● **GOAL OF THE EXERCISE**: When the line with "let consumed_area: f64 = placements" appears below, start repeating lines exactly, and keep going through the line with "let economy = OffcutEconomy"; add nothing outside that span.

● **INFORMATION SUPPLIED**:
******
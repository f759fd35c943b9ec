use super::*;

impl Optimizer {
    /// Merges per-wall results into the project report.
    pub(super) fn build_report(
        &self,
        results: Vec<WallPlacementResult>,
        inventory: &OffcutInventory,
    ) -> OptimizationReport {
        let walls: Vec<WallSummary> = self
            .request
            .walls
            .iter()
            .zip(&results)
            .map(|(wall, result)| WallSummary {
                wall_id: wall.id.clone(),
                name: wall.name.clone(),
                width: wall.width,
                height: wall.height,
                openings: wall.openings.len(),
                orientation: result.orientation.orientation,
                new_panels: result.new_panels,
                offcuts_consumed: result.offcuts_consumed,
                offcuts_generated: result.offcuts_generated,
                useful_area: result.useful_area,
            })
            .collect();

        let new_panels: u32 = results.iter().map(|r| r.new_panels).sum();
        let offcuts_consumed: u32 = results.iter().map(|r| r.offcuts_consumed).sum();
        let useful_area: f64 = results.iter().map(|r| r.useful_area).sum();
        let standard_panel_area = f64::from(new_panels) * self.request.panel.area();

        let waste_percentage = if standard_panel_area > 0.0 {
            ((standard_panel_area - useful_area) / standard_panel_area * 100.0).max(0.0)
        } else {
            0.0
        };

        let placements: Vec<PanelPlacement> =
            results.into_iter().flat_map(|r| r.placements).collect();

        // Only offcuts consumed by this run, even if the pool was handed in pre-filled
        let consumed_area: f64 = placements
            .iter()
            .filter_map(|p| p.offcut_id)
            .filter_map(|id| inventory.get(id))
            .map(|offcut| offcut.area)
            .sum();

        let available_offcuts: Vec<Offcut> = inventory.available().cloned().collect();
        let economy = OffcutEconomy {
            consumed_count: offcuts_consumed,
            consumed_area,
            available_count: available_offcuts.len() as u32,
            available_area: available_offcuts.iter().map(|o| o.area).sum(),
        };

        OptimizationReport {
            placements,
            new_panels,
            offcuts_consumed,
            standard_panel_area,
            useful_area,
            waste_percentage,
            walls,
            economy,
            available_offcuts,
        }
    }
}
******
● **TASK ANSWER**:
        let consumed_area: f64 = placements
            .iter()
            .filter_map(|p| p.offcut_id)
            .filter_map(|id| inventory.get(id))
            .map(|offcut| offcut.area)
            .sum();

        let available_offcuts: Vec<Offcut> = inventory.available().cloned().collect();
        let economy = OffcutEconomy {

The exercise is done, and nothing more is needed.